McCormack poursuit ces pistes de recherche, contemplant les diverses formes familières et circonscrites que la figure féminine a été forcée de prendre sur la toile : Ophélie morte et flottante ; des madones sacro-saintes sans fin ; femmes dénudées de loisirs; épouses persécutées; des nymphes coquettes et des divinités courroucées — tous fétichisés et tragiques. Oui, dit McCormack, les femmes regardent parfois ; mais au moins dans le canon, ils sont pour la plupart scrutés.

Il s’agit du deuxième livre de l’auteur après « L’art de regarder vers le haut », une enquête sur l’art classique des plafonds, des carreaux d’azul de la mosquée iranienne de l’imam aux fresques des Médicis en Italie. Son suivi plus polémique est aussi incisif et provocateur sur le sujet de la maternité que l’était « Matrescence and Maternality », une exposition en deux parties qu’elle a été commissaire invitée à la Richard Saltoun Gallery à Londres en 2019 et 2020.

« Women in the Picture » s’ouvre sur une rencontre plutôt piétonne de la propre expérience de l’auteur. Lors d’une visite à la National Gallery de Londres, son bébé rebondissant sur sa hanche, McCormack est approchée par un inconnu, qui lui dit : « Je n’examinerais pas trop profondément le symbolisme de celui-ci. Elle contemple « L’histoire de Griselda », un triptyque du XVe siècle dont l’objectif central est « une femme aux cheveux longs entourée de beaucoup d’hommes en collants et d’une ménagerie d’animaux. Dans la peinture, les hommes parlent beaucoup. Fuyant la « ennuyeuse « dénonciation » de l’étranger, McCormack ne trouve aucun refuge au coin de la rue, où elle voit pendre une autre peinture de la Renaissance représentant « une femme au sol avec la gorge percée, suintant du sang de sa jugulaire et avec une profonde entaille sur l’avant-bras , ses poignets déjà accrochés avec rigor mortis; ses hauts seins ronds et son ventre légèrement courbé, de manière flagrante.

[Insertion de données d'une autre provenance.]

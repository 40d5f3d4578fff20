use super::{Crossover, Mutation, Selection};
use crate::comparators::RankCrowdingComparator;
use crate::problems::Problem;
use crate::solution::{Solution, SolutionSet};
use rand::Rng;
use std::cmp::Ordering;

/// 两个变量的差小于这个值时不做交叉
const EPSILON: f64 = 1e-14;

/// 模拟二进制交叉（SBX）
#[derive(Debug, Clone, Copy)]
pub struct SbxCrossover {
    pub probability: f64,
    pub distribution_index: f64,
}

impl Default for SbxCrossover {
    fn default() -> Self {
        Self {
            probability: 0.9,
            distribution_index: 20.0,
        }
    }
}

impl SbxCrossover {
    fn spread(&self, beta: f64, u: f64) -> f64 {
        let eta = self.distribution_index;
        let alpha = 2.0 - beta.powf(-(eta + 1.0));
        if u <= 1.0 / alpha {
            (u * alpha).powf(1.0 / (eta + 1.0))
        } else {
            (1.0 / (2.0 - u * alpha)).powf(1.0 / (eta + 1.0))
        }
    }
}

impl Crossover for SbxCrossover {
    fn execute<R: Rng + ?Sized>(
        &self,
        parents: [&Solution; 2],
        problem: &dyn Problem,
        rng: &mut R,
    ) -> [Solution; 2] {
        let mut first = Solution::new(parents[0].variables().to_vec(), parents[0].number_of_objectives());
        let mut second = Solution::new(parents[1].variables().to_vec(), parents[1].number_of_objectives());
        if rng.random::<f64>() > self.probability {
            return [first, second];
        }
        let x1 = first.variables_mut();
        let x2 = second.variables_mut();
        for i in 0..x1.len().min(x2.len()) {
            if rng.random::<f64>() > 0.5 || (x1[i] - x2[i]).abs() <= EPSILON {
                continue;
            }
            let (y1, y2) = if x1[i] < x2[i] { (x1[i], x2[i]) } else { (x2[i], x1[i]) };
            let (lower, upper) = (problem.lower_bound(i), problem.upper_bound(i));
            let u = rng.random::<f64>();
            let beta_low = 1.0 + 2.0 * (y1 - lower) / (y2 - y1);
            let c1 = 0.5 * ((y1 + y2) - self.spread(beta_low, u) * (y2 - y1));
            let beta_high = 1.0 + 2.0 * (upper - y2) / (y2 - y1);
            let c2 = 0.5 * ((y1 + y2) + self.spread(beta_high, u) * (y2 - y1));
            let (c1, c2) = (c1.clamp(lower, upper), c2.clamp(lower, upper));
            if rng.random::<f64>() <= 0.5 {
                x1[i] = c2;
                x2[i] = c1;
            } else {
                x1[i] = c1;
                x2[i] = c2;
            }
        }
        [first, second]
    }
}

/// 多项式变异；`probability` 缺省时为 1 / 变量个数
#[derive(Debug, Clone, Copy)]
pub struct PolynomialMutation {
    pub probability: Option<f64>,
    pub distribution_index: f64,
}

impl Default for PolynomialMutation {
    fn default() -> Self {
        Self {
            probability: None,
            distribution_index: 20.0,
        }
    }
}

impl Mutation for PolynomialMutation {
    fn execute<R: Rng + ?Sized>(&self, solution: &mut Solution, problem: &dyn Problem, rng: &mut R) {
        let n = solution.number_of_variables();
        if n == 0 {
            return;
        }
        let probability = self.probability.unwrap_or(1.0 / n as f64);
        let power = 1.0 / (self.distribution_index + 1.0);
        let variables = solution.variables_mut();
        for (i, y) in variables.iter_mut().enumerate() {
            if rng.random::<f64>() > probability {
                continue;
            }
            let (lower, upper) = (problem.lower_bound(i), problem.upper_bound(i));
            let width = upper - lower;
            if width <= 0.0 {
                continue;
            }
            let delta1 = (*y - lower) / width;
            let delta2 = (upper - *y) / width;
            let u = rng.random::<f64>();
            let eta = self.distribution_index;
            let deltaq = if u <= 0.5 {
                let value = 2.0 * u + (1.0 - 2.0 * u) * (1.0 - delta1).powf(eta + 1.0);
                value.powf(power) - 1.0
            } else {
                let value = 2.0 * (1.0 - u) + 2.0 * (u - 0.5) * (1.0 - delta2).powf(eta + 1.0);
                1.0 - value.powf(power)
            };
            *y = (*y + deltaq * width).clamp(lower, upper);
        }
    }
}

/// 二元锦标赛：先比非支配等级，再比拥挤距离，仍相同时随机取一个
#[derive(Debug, Clone, Copy, Default)]
pub struct BinaryTournament;

impl Selection for BinaryTournament {
    fn execute<'a, R: Rng + ?Sized>(&self, population: &'a SolutionSet, rng: &mut R) -> Option<&'a Solution> {
        if population.is_empty() {
            return None;
        }
        let a = &population[rng.random_range(0..population.len())];
        let b = &population[rng.random_range(0..population.len())];
        let winner = match RankCrowdingComparator.compare(a, b) {
            Ordering::Less => a,
            Ordering::Greater => b,
            Ordering::Equal => {
                if rng.random::<bool>() {
                    a
                } else {
                    b
                }
            }
        };
        Some(winner)
    }
}

#[cfg(test)]
mod tests {
    use super::*;
    use crate::problems::Zdt1;
    use rand::rngs::StdRng;
    use rand::SeedableRng;

    #[test]
    fn offspring_stay_in_bounds() {
        let problem = Zdt1::new(5).unwrap();
        let mut rng = StdRng::seed_from_u64(42);
        let crossover = SbxCrossover {
            probability: 1.0,
            ..Default::default()
        };
        let mutation = PolynomialMutation {
            probability: Some(1.0),
            ..Default::default()
        };
        let a = Solution::with_objectives(vec![0.0, 0.2, 0.4, 0.6, 1.0], vec![0.0, 0.0]);
        let b = Solution::with_objectives(vec![1.0, 0.8, 0.6, 0.4, 0.0], vec![0.0, 0.0]);
        for _ in 0..200 {
            let [mut c, mut d] = crossover.execute([&a, &b], &problem, &mut rng);
            mutation.execute(&mut c, &problem, &mut rng);
            mutation.execute(&mut d, &problem, &mut rng);
            for child in [&c, &d] {
                assert!(!child.is_evaluated());
                assert!(child.variables().iter().all(|x| (0.0..=1.0).contains(x)));
            }
        }
    }

    #[test]
    fn tournament_prefers_lower_rank() {
        let mut good = Solution::with_objectives(vec![0.0], vec![0.0, 0.0]);
        let mut bad = good.clone();
        good.rank = 0;
        bad.rank = 3;
        let population: SolutionSet = vec![good, bad].into();
        let mut rng = StdRng::seed_from_u64(1);
        let mut wins = 0;
        for _ in 0..100 {
            if BinaryTournament.execute(&population, &mut rng).unwrap().rank == 0 {
                wins += 1;
            }
        }
        // 只有两个都抽到差解时才会选中它
        assert!(wins > 50);
        assert!(BinaryTournament.execute(&SolutionSet::default(), &mut rng).is_none());
    }
}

Ces figures archétypiques, gravées dans la conscience collective, ordonnent les chapitres du livre. Vénus, à juste titre la première, est particulièrement captivante, sa gamme de poses englobant le céleste («Vénus Cœlistis était considéré comme le corps pur et surnaturel d’une femme qui stimulait des réflexions sur l’amour divin et la beauté de l’âme ») et le monde terrestre (« Vénus Vulgarie était la Vénus terrestre associée à la fertilité, au sexe, à la procréation et à la beauté du monde vivant »). Le chapitre « Jeunes filles et demoiselles mortes » nous implore d’interroger nos propres réponses à la peinture de Titien « L’Enlèvement d’Europe ». « Partageons-nous le désespoir d’Europe ? » elle écrit. « Ou est-ce que nous accélérons avec le frisson de la conquérir ? » Une section stellaire intitulée « Femmes monstrueuses » demande si « Méduse était à l’origine une divinité noire africaine de Libye… une question que les spécialistes des classiques ont voulu ignorer et saper ».

Cependant, l’analyse de McCormack se heurte à la culture pop. Elle raconte les désaccords publics sur les poils pubiens féminins, des célébrités aux sondages cosmopolites (« le corps féminin est saisi par les attentes de la société concernant les régions pubiennes glabres – des attentes qui sont codifiées par la douceur des images de Vénus »); la politique menstruelle sur Instagram, qui a censuré la poétesse Rupi Kaur en 2015 pour avoir publié une photo d’elle allongée dans son lit, ses draps et son pyjama tachés de sang menstruel ; et la couverture du Paper Magazine 2014 de Kim Kardashian, un verre « perché sur ses fesses anatomiquement impossibles (photoshopées) ». La remise en cause de ces questions se lit comme une tentative d’être « d’actualité », ce qui semble inutile compte tenu de l’actualité du travail dans son ensemble.

« Women in the Picture » propose une critique sensible et approfondie des motifs, des poses préétablies et des affectations de la figure féminine dans l’art. Si le féminisme aspire à se rendre obsolète, le projet de McCormack aspire lui aussi à un avenir en critiquant de telles postures — les écorchées, les tentatrices et les « mammies » asexuées — ne seront plus nécessaires. Pour l’instant c’est le cas.